While there are a lot of good reasons to adopt software-defined networks (SDNs), one of the least appreciated perhaps is IT security. To make it even easier to secure an SDN environment, PLUMgrid Networks today delivered, via an upgrade to the PLUMgrid Open Networking Suite (ONS), a CloudSecure module that makes it simpler to secure individual virtual network segments in an OpenStack environment.
Wendy Cartee, vice president of product management and marketing for PLUMgrid, says the microsegmentation of virtual networks enabled by CloudSecure is provided using a virtual tap that PLUMgrid Networks developed. Via CloudSecure, IT organizations can now also monitor and apply different security policies to individual virtual network segments, says Cartee.
“IT organizations can now secure any east-west and north-south data flow,” says Cartee.
Built on top of an open source IO Visor data plane technology that PLUMgrid Networks helped develop, Cartee says, ONS is now a platform through which a variety of security software technologies from Check Point Software, Intel and Fortinet can be deployed. In addition, Rackspace today announced that it will be making use of ONS to add SDN services on its cloud platform that it manages on behalf of customers.

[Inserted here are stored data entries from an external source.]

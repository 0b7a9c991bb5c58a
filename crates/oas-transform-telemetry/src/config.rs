//! Telemetry configuration.

use std::fmt;

/// Log output format.
#[derive(Debug, Clone, Copy, Default, PartialEq, Eq)]
pub enum LogFormat {
    /// Structured JSON output, one object per line.
    Json,
    /// Human-readable output.
    #[default]
    Pretty,
}

impl LogFormat {
    /// Parse from string.
    pub fn parse(s: &str) -> Option<Self> {
        match s.to_lowercase().as_str() {
            "json" => Some(Self::Json),
            "pretty" => Some(Self::Pretty),
            _ => None,
        }
    }
}

impl fmt::Display for LogFormat {
    fn fmt(&self, f: &mut fmt::Formatter<'_>) -> fmt::Result {
        match self {
            LogFormat::Json => f.write_str("json"),
            LogFormat::Pretty => f.write_str("pretty"),
        }
    }
}

/// Telemetry configuration.
#[derive(Debug, Clone)]
pub struct TelemetryConfig {
    /// Service name attached to the startup event (default: "oas-transform").
    pub service_name: String,

    /// Log level filter (default: "warn"). `RUST_LOG` takes precedence.
    pub log_level: String,

    /// Log output format.
    pub log_format: LogFormat,
}

impl Default for TelemetryConfig {
    fn default() -> Self {
        Self {
            service_name: "oas-transform".to_string(),
            log_level: "warn".to_string(),
            log_format: LogFormat::Pretty,
        }
    }
}

impl TelemetryConfig {
    /// Create a new telemetry config with default values.
    pub fn new() -> Self {
        Self::default()
    }

    /// Set the service name.
    pub fn with_service_name(mut self, name: impl Into<String>) -> Self {
        self.service_name = name.into();
        self
    }

    /// Set the log level.
    pub fn with_log_level(mut self, level: impl Into<String>) -> Self {
        self.log_level = level.into();
        self
    }

    /// Set the log format.
    pub fn with_log_format(mut self, format: LogFormat) -> Self {
        self.log_format = format;
        self
    }
}
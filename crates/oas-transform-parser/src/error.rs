use thiserror::Error;

/// Errors produced while parsing an OpenAPI document.
#[derive(Debug, Error)]
pub enum ParseError {
    /// Document has no root `openapi` field.
    #[error("not an OpenAPI 3.x document (missing 'openapi' field)")]
    UnknownFormat,

    /// YAML/JSON syntax error.
    #[error("syntax error: {0}")]
    Syntax(String),

    /// `$ref` that points nowhere, or outside the document.
    #[error("unresolved $ref: {0}")]
    UnresolvedRef(String),

    /// Structure does not match what OpenAPI 3.x requires.
    #[error("schema error: {0}")]
    Schema(String),
}
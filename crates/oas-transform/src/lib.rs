//! Batch transform of OpenAPI documents.
//!
//! Lists a docs directory, filters it through a whitelist or ignore list,
//! strips control characters from each selected document and hands the
//! result to an OpenAPI parser, reporting per-file outcomes and totals.

pub mod config;
pub mod error;
pub mod report;
pub mod runner;
pub mod sanitizer;
pub mod selector;

pub use config::{Configuration, DEFAULT_CONFIG_PATH};
pub use error::{RunError, TransformError};
pub use runner::{OpenApiParser, RunOptions, RunSummary, Runner, SpecParser};
pub use sanitizer::{sanitize, RemovedChar, SanitizationReport, Sanitized};
pub use selector::{select, CandidateFile, Decision, Selection, DEFAULT_DOCS_DIR};
//! OpenAPI 3.x document parser.
//!
//! Reads YAML/JSON documents and extracts the parts the transform pipeline
//! reports on: `info`, `servers`, and the `paths` to operations mapping.
//! Local `$ref` pointers on path items and parameters are resolved.

pub mod error;
pub mod model;
pub mod parser;

pub use error::ParseError;
pub use model::{ApiDocument, HttpMethod, Info, Operation, Parameter, PathItem, Server};
pub use parser::{parse_document, parse_document_str};
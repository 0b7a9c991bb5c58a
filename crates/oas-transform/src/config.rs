//! Filter configuration (`config.json`).
//!
//! Declares which documents in the docs directory are processed. A non-empty
//! `whitelist` takes precedence over `ignoreFiles` entirely.

use std::fs;
use std::path::Path;

use serde::Serialize;
use serde_json::{Map, Value};

use crate::error::RunError;

/// Default location of the configuration file, relative to the working directory.
pub const DEFAULT_CONFIG_PATH: &str = "config.json";

/// Filename allow/deny lists for a run.
#[derive(Debug, Clone, Default, PartialEq, Eq, Serialize)]
#[serde(rename_all = "camelCase")]
pub struct Configuration {
    /// Filenames to skip when no whitelist is configured.
    pub ignore_files: Vec<String>,
    /// Filenames to process. When non-empty, nothing else is processed.
    pub whitelist: Vec<String>,
}

impl Configuration {
    pub fn has_whitelist(&self) -> bool {
        !self.whitelist.is_empty()
    }

    /// Exact, case-sensitive match against the whitelist.
    pub fn is_whitelisted(&self, filename: &str) -> bool {
        self.whitelist.iter().any(|f| f == filename)
    }

    /// Exact, case-sensitive match against the ignore list.
    pub fn is_ignored(&self, filename: &str) -> bool {
        self.ignore_files.iter().any(|f| f == filename)
    }

    /// Build a configuration from a decoded JSON object.
    ///
    /// Unknown keys are ignored. For a repeated key the last value wins.
    fn from_object(object: &Map<String, Value>) -> Self {
        Self {
            ignore_files: lenient_list(object.get("ignoreFiles")),
            whitelist: lenient_list(object.get("whitelist")),
        }
    }
}

/// A list field that is missing or not an array of strings is treated as empty.
fn lenient_list(value: Option<&Value>) -> Vec<String> {
    value
        .and_then(|v| serde_json::from_value(v.clone()).ok())
        .unwrap_or_default()
}

/// Load the configuration file at `path`.
///
/// Only an unreadable file is an error. The first JSON value in the file is
/// decoded and anything after it is ignored. If that value is malformed or
/// not an object, the configuration is empty.
pub fn load(path: &Path) -> Result<Configuration, RunError> {
    let content = fs::read(path).map_err(|source| RunError::ConfigOpen {
        path: path.to_path_buf(),
        source,
    })?;

    let first = serde_json::Deserializer::from_slice(&content)
        .into_iter::<Value>()
        .next();

    match first {
        Some(Ok(Value::Object(object))) => Ok(Configuration::from_object(&object)),
        Some(Ok(other)) => {
            tracing::warn!(
                path = %path.display(),
                kind = json_kind(&other),
                "configuration is not a JSON object, using empty lists"
            );
            Ok(Configuration::default())
        }
        Some(Err(e)) => {
            tracing::warn!(
                path = %path.display(),
                error = %e,
                "configuration is not valid JSON, using empty lists"
            );
            Ok(Configuration::default())
        }
        None => {
            tracing::warn!(path = %path.display(), "configuration is empty, using empty lists");
            Ok(Configuration::default())
        }
    }
}

fn json_kind(value: &Value) -> &'static str {
    match value {
        Value::Null => "null",
        Value::Bool(_) => "bool",
        Value::Number(_) => "number",
        Value::String(_) => "string",
        Value::Array(_) => "array",
        Value::Object(_) => "object",
    }
}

As IT organizations move to embrace SDNs and network virtualization, Cartee says, one of the issues they need to cope with is the sheer number of virtual network connections being created by microservices that are made up of virtual machines and containers. As those virtual network connections multiply, Cartee says, IT organizations will find it difficult to secure connections that can now rapidly come and go. This ephemeral state of computing will drive more organizations to embrace microsegmentation at the network level to better secure microservices, says Cartee.
When it comes to virtualization, it’s clear that networking has lagged behind servers and storage for years. But as networking virtualization technologies mature, it’s starting to look like IT organizations are now ready to virtualize the entire data center from one end to another.